| Supplied entries |
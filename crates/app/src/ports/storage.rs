//! Storage port: repository traits for persisted settings.
//!
//! Each setting is a singleton: there is at most one alarm and one set of
//! credentials, so the repositories have no identifiers.

use std::future::Future;

use alarmhub_domain::alarm::AlarmTime;
use alarmhub_domain::credentials::WifiCredentials;
use alarmhub_domain::error::AlarmHubError;

/// Repository for the configured [`AlarmTime`].
pub trait AlarmRepository {
    /// Load the stored alarm, `None` when it was never set.
    fn get(&self) -> impl Future<Output = Result<Option<AlarmTime>, AlarmHubError>> + Send;

    /// Store the alarm, replacing any previous one.
    fn save(
        &self,
        alarm: AlarmTime,
    ) -> impl Future<Output = Result<AlarmTime, AlarmHubError>> + Send;
}

/// Repository for the stored [`WifiCredentials`].
pub trait CredentialsRepository {
    /// Load the stored credentials, `None` when absent.
    fn get(&self) -> impl Future<Output = Result<Option<WifiCredentials>, AlarmHubError>> + Send;

    /// Store credentials, replacing any previous ones.
    fn save(
        &self,
        credentials: WifiCredentials,
    ) -> impl Future<Output = Result<WifiCredentials, AlarmHubError>> + Send;

    /// Erase the stored credentials. Erasing nothing is not an error.
    fn clear(&self) -> impl Future<Output = Result<(), AlarmHubError>> + Send;
}
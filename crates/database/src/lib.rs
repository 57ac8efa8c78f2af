//! # Gettyio Database Crate
//!
//! The Data Access Layer: CRUD over named collections of JSON documents.
//!
//! ## Architectural Principles
//!
//! - **Adapter:** This crate encapsulates all storage-specific logic. Callers
//!   see typed collections of entities, never SQL.
//! - **Sessions:** A [`Connector`] establishes a [`Session`] per request. Every
//!   call made through a session checks a connection out of the pool and
//!   returns it when the call completes, whatever the outcome.
//! - **Pass-through errors:** Driver failures surface unchanged as [`DbError`].
//!   Nothing is retried or classified here.
//!
//! ## Public API
//!
//! - `PgConnector` / `PgDocumentStore`: the PostgreSQL (JSONB) implementation.
//! - `FallbackConnector`: a primary dial backed by a second one.
//! - `InMemoryDocumentStore`: the same contract held in process memory.
//! - `Collection`: the typed list/insert/update/delete interface.
//! - `connect` / `run_migrations`: eager connection and schema setup.

// Declare the modules that constitute this crate.
pub mod connection;
pub mod error;
pub mod fallback;
pub mod in_memory;
pub mod postgres;
pub mod repository;
pub mod store;

// Re-export the key components to create a clean, public-facing API.
pub use connection::{connect, run_migrations};
pub use error::DbError;
pub use fallback::FallbackConnector;
pub use in_memory::InMemoryDocumentStore;
pub use postgres::{PgConnector, PgDocumentStore};
pub use repository::Collection;
pub use store::{Connector, DocumentStore, Session, StoredDocument};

| Directions |
Send back the lines of the records word for word, from the very first through the line containing "filename crates/database/src/lib.rs".

| Answer |
filename crates/app/src/ports/storage.rs
//! Storage port: repository traits for persisted settings.
//!
//! Each setting is a singleton: there is at most one alarm and one set of
//! credentials, so the repositories have no identifiers.

use std::future::Future;

use alarmhub_domain::alarm::AlarmTime;
use alarmhub_domain::credentials::WifiCredentials;
use alarmhub_domain::error::AlarmHubError;

/// Repository for the configured [`AlarmTime`].
pub trait AlarmRepository {
    /// Load the stored alarm, `None` when it was never set.
    fn get(&self) -> impl Future<Output = Result<Option<AlarmTime>, AlarmHubError>> + Send;

    /// Store the alarm, replacing any previous one.
    fn save(
        &self,
        alarm: AlarmTime,
    ) -> impl Future<Output = Result<AlarmTime, AlarmHubError>> + Send;
}

/// Repository for the stored [`WifiCredentials`].
pub trait CredentialsRepository {
    /// Load the stored credentials, `None` when absent.
    fn get(&self) -> impl Future<Output = Result<Option<WifiCredentials>, AlarmHubError>> + Send;

    /// Store credentials, replacing any previous ones.
    fn save(
        &self,
        credentials: WifiCredentials,
    ) -> impl Future<Output = Result<WifiCredentials, AlarmHubError>> + Send;

    /// Erase the stored credentials. Erasing nothing is not an error.
    fn clear(&self) -> impl Future<Output = Result<(), AlarmHubError>> + Send;
}
filename crates/database/src/lib.rs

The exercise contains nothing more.